Objective 4: Taking Science and Treatment Forward: From Bench to Clinic and Rink side

This section of the paper summarized areas in which science and research can help improve diagnosis and treatment.

  • In-vitro experimental models can look at damage done on cells from various forces, thereby helping learn more about concussion pathways, potential treatment, and long-term effects (35-39).
  • Animal behavioural models can provide insight into how head impacts produce brain deformations and can test relationships relating head impact to head rotation, direction, magnitude, age, sex, and previous history of SRC.
  • Pharmacologic interventions may be used to minimise or prevent the biochemical and molecular cascades that occur after head impact or alternatively address the symptoms of SRC; more research however, is required (40-45).
  • Supplements such as fish oil, creatine, vitamin C, vitamin D, and vitamin E (amongst others) are “hypothesized to provide neuroprotective/therapeutic results” but more evidence is needed (46-51).
  • Guided aerobic exercise has many health benefits directly relating to changes that occur after SRC. Furthermore, exercise may reduce post-concussion syndrome (PCS) incidence as well as speed-up recovery. In fact, prolonged rest may prolong recovery. These conclusions challenge the current world consensus that athletes rest until symptoms stabilise (52-56).

In saying that, preventing initial and recurrent concussion is the ultimate priority. One area specifically discussed was to eliminate fighting from hockey alongside having “rigorous rule enforcement” to sustain a zero tolerance for all head trauma.

A brief discussion of developing science into policy also occurred via this objective. 50 states have enacted youth concussion law but the issue remains that there is a lack of accountability to ensure that these policies are executed in practice alongside the issue that these policies may not vary depending on regional, socioeconomic, and racial differences (57).

Objective 5: Integrating Science and Clinical Care into Our Action Plan

The action plan developed from the Summit is summarised.

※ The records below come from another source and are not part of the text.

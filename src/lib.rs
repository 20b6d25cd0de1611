//! Extract transparency from flat-background logo renders.
//!
//! Image generators rarely emit a usable alpha channel. This crate recovers
//! one from what they do emit:
//!
//! - [`difference_matte`]: the same logo rendered on pure black and pure
//!   white yields exact alpha and foreground color per pixel.
//! - [`remove_solid_background`]: flood fill from the four corners removes a
//!   solid background with a hard edge.
//! - [`chromakey_soft`]: distance to a key color gives a smooth alpha ramp on
//!   anti-aliased edges; [`white_to_transparent`] is its hard-cutoff cousin.
//!
//! [`validate`] then checks that the result looks like a centered logo on a
//! cleared background, and [`check_similarity`] verifies that a black/white
//! pair actually shows the same composition before matting.
//!
//! # Quick Start
//!
//! ```no_run
//! use logo_transparency::{difference_matte, validate_rgba, ValidationOptions, DEFAULT_ALPHA_FLOOR};
//!
//! let black = image::open("logo_black.png").unwrap().to_rgb8();
//! let white = image::open("logo_white.png").unwrap().to_rgb8();
//! let rgba = difference_matte(&black, &white, DEFAULT_ALPHA_FLOOR).expect("same size");
//!
//! let report = validate_rgba(&rgba, &ValidationOptions::default()).unwrap();
//! println!("{}", report.message);
//! rgba.save("logo.png").unwrap();
//! ```
//!
//! # Single image
//!
//! ```no_run
//! use logo_transparency::{chromakey_soft, remove_solid_background, Color};
//!
//! let rgb = image::open("logo_magenta.png").unwrap().to_rgb8();
//! // Auto-detect the background from the corners.
//! let hard = remove_solid_background(&rgb, None, 30).unwrap();
//!
//! let rgba = image::open("logo_magenta.png").unwrap().to_rgba8();
//! let soft = chromakey_soft(&rgba, Color::MAGENTA, 70);
//! # let _ = (hard, soft);
//! ```

#![deny(missing_docs)]

pub mod chroma_key;
mod engine;
pub mod error;
pub mod flood_fill;
pub mod matting;
pub mod pixel;
pub mod similarity;
pub mod validation;

pub use chroma_key::{chromakey, chromakey_soft, white_to_transparent, ChromaKeyOptions, Cutoff};
pub use engine::{
    default_output_path, load_rgb, load_rgba, process_pair, process_single, save_png,
    validate_file, KeyMode, ProcessOptions, ProcessResult,
};
pub use error::{Error, Result};
pub use flood_fill::{remove_solid_background, FloodFillOptions};
pub use matting::{difference_matte, MatteOptions, DEFAULT_ALPHA_FLOOR};
pub use pixel::{AlphaMask, Color};
pub use similarity::{check_similarity, SimilarityMethod, SimilarityResult};
pub use validation::{validate, validate_rgba, ValidationOptions, ValidationResult};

With 1.8% of the population playing hockey in Canada (631,295 people) and 0.17% (555.935) playing in the US, these action items are necessary to protect thousands of people from both the harm of concussion as well as its short and long-term impacts. This summit for concussion in ice hockey, the discussions that occurred, and the development of action plans are important steps to move towards a safer sport environment that takes concussion seriously. Once again though, following through on action items through implementation and ensuring that they are enforced is key to ensure that these goals become a reality.